For the records below, print the lines from the line with "to voxel mapping." through the line with "pub mod classification;" exactly as written; include both end lines and exclude the rest.
============================================================
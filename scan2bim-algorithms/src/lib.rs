#![warn(clippy::all)]
//! Algorithms of the scan classification pipeline.
//!
//! Everything here works on in-memory [PointClouds](scan2bim_core::PointCloud) and
//! [FeatureTables](scan2bim_core::FeatureTable); reading and writing files is the job of `scan2bim-io`.

// Kd-tree over point positions for radius and nearest neighbour queries.
pub mod spatial_index;
// Contains methods to compute various structure measures using the structure tensor, and the per-point feature table
// built from them.
pub mod structure_measures;
// Voxel grid downsampling with an explicit point to voxel mapping.
pub mod voxel_grid;
// Random forest classifier, stratified cross-validation and the evaluation report.
pub mod classification;
// Classification of voxel feature tables and upsampling of voxel labels to full resolution.
pub mod prediction;
// Deterministic correction rules based on height and proximity.
pub mod correction;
============================================================
* RESULT:
// Voxel grid downsampling with an explicit point to voxel mapping.
pub mod voxel_grid;
// Random forest classifier, stratified cross-validation and the evaluation report.
pub mod classification;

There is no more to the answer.